Sin saber por qué, obedecieron la orden del viejo. Se pusieron de acuerdo de inmediato y movieron el cuerpo, cogiéndolo uno de ambos brazos y el otro de ambas piernas. Mientras lo cargaban, evitaron pisar el charco de sangre que crecía y casi les rozaba las puntas de los zapatos. Avanzaron con gran esfuerzo, lidiando con el peso de Antonio y con el peso de lo que sospechaban podía ser la culpa y el remordimiento eternos.
Pronto encontraron una superficie plana entre los desniveles y las piedras puntiagudas que sobresalían del suelo. Con sumo cuidado, colocaron allí a Antonio, como si se tratara de un pájaro muerto. Pronto observaron con asombro cómo una porción de tierra suelta se elevaba, formando una nube densa alrededor de su cuerpo, cubriéndolo como si fuera una mortaja. No podían creer lo que estaban viendo. La escena sobrepasaba su imaginación e incluso sus peores pesadillas. Mario se frotó la cara y se revolvió el cabello; Juan, a su lado, sobrecogido y con los ojos inflamados, intentaba secarse el sudor que le enfriaba el cuello.

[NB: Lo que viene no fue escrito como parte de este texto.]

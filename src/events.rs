//! Consumer-facing notification stream.
//!
//! Event emission is modeled by composition: components hold a
//! [`Subscribers`] registry and broadcast named notifications to every
//! live subscriber. Delivery is synchronous at the send side; no delivery
//! order is guaranteed across distinct subscribers.

use std::sync::Arc;

use parking_lot::Mutex;
use serde_json::Value;
use tokio::sync::mpsc;

use crate::Acknowledgment;
use crate::Revision;

/// Normalized notifications produced by the reconciliation pipeline.
///
/// `Current` and `Expired` carry the one-shot [`Acknowledgment`] that
/// advances the stored revision once the consumer has processed the
/// payload. The `Watcher*` variants are diagnostic pass-throughs of the
/// raw watcher events.
#[derive(Clone, Debug)]
pub enum Notification {
    /// The watcher attachment finished its initial replay.
    Ready,
    /// A persisted snapshot was imported at startup.
    Reload,
    /// A previously-unknown path was recorded; `data` is the empty seed
    /// payload for the consumer to populate.
    Create { path: String, data: Value },
    /// The stored record already covers the observation.
    Current {
        path: String,
        data: Value,
        ack: Acknowledgment,
    },
    /// The observation supersedes the stored record.
    Expired {
        path: String,
        data: Value,
        ack: Acknowledgment,
    },
    /// The path was deleted; `data` is the removed record's payload.
    Remove { path: String, data: Value },

    WatcherAdd { path: String, revision: Revision },
    WatcherChange { path: String, revision: Revision },
    WatcherDelete { path: String },
}

/// Registry of notification subscribers.
#[derive(Clone, Default)]
pub(crate) struct Subscribers {
    inner: Arc<Mutex<Vec<mpsc::UnboundedSender<Notification>>>>,
}

impl Subscribers {
    pub(crate) fn subscribe(&self) -> mpsc::UnboundedReceiver<Notification> {
        let (tx, rx) = mpsc::unbounded_channel();
        self.inner.lock().push(tx);
        rx
    }

    /// Broadcasts to every subscriber, pruning the ones that hung up.
    pub(crate) fn emit(
        &self,
        notification: Notification,
    ) {
        self.inner
            .lock()
            .retain(|tx| tx.send(notification.clone()).is_ok());
    }
}
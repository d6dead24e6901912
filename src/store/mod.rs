//! The revision-tracked reconciliation store.
//!
//! Pure in-memory path → record map plus the classification logic that
//! decides, for every observed filesystem state, whether it is new,
//! supersedes the stored state, or is already covered by it. No I/O
//! happens here.

mod ack;
mod record;
mod store;


use std::sync::Arc;

pub use ack::*;
use parking_lot::Mutex;
pub use record::*;
pub use store::*;

/// Shared handle to the store. The router task is the only event-driven
/// mutator; acknowledgments apply their deferred commit under the same lock.
pub(crate) type SharedStore = Arc<Mutex<Store>>;
//! Reporting channel for the logger's own failures
//!
//! Write and rotation failures are emitted as `tracing` events. The binary routes
//! them to stderr through a fmt layer filtered by `RUST_LOG`.

use anyhow::{anyhow, Result};
use tracing_subscriber::layer::SubscriberExt;
use tracing_subscriber::util::SubscriberInitExt;
use tracing_subscriber::EnvFilter;

/// Filter directive for a `-v` count
pub fn default_directive(verbosity: u8) -> &'static str {
    match verbosity {
        0 => "viewlog=info",
        1 => "viewlog=debug,tower_http=debug",
        _ => "viewlog=trace,axum=debug",
    }
}

/// Install the stderr subscriber
///
/// `RUST_LOG` takes precedence over the verbosity-derived filter.
pub fn init_diagnostics(verbosity: u8) -> Result<()> {
    let env_filter = EnvFilter::try_from_default_env()
        .unwrap_or_else(|_| EnvFilter::new(default_directive(verbosity)));

    let stderr_layer = tracing_subscriber::fmt::layer()
        .with_writer(std::io::stderr)
        .with_target(true);

    tracing_subscriber::registry()
        .with(env_filter)
        .with(stderr_layer)
        .try_init()
        .map_err(|e| anyhow!("Failed to install diagnostics subscriber: {}", e))
}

Cuando lograron reaccionar, el reciclador había desaparecido. El río, como si estuviera parado entre ellos, emitía lo que parecía una risa maligna, la cual se expandía por efecto del viento. Los amigos, ahora cómplices para siempre, vieron pasmados cómo una mosca se posaba en la frente pálida de Antonio. Enseguida, un enjambre oscuro ya bebía de la sangre empozada bajo su nuca. En ese instante, llenos de un horror jamás sentido, Juan y Mario recordaron una oración que habían aprendido juntos cuando eran niños, en su primer día de colegio.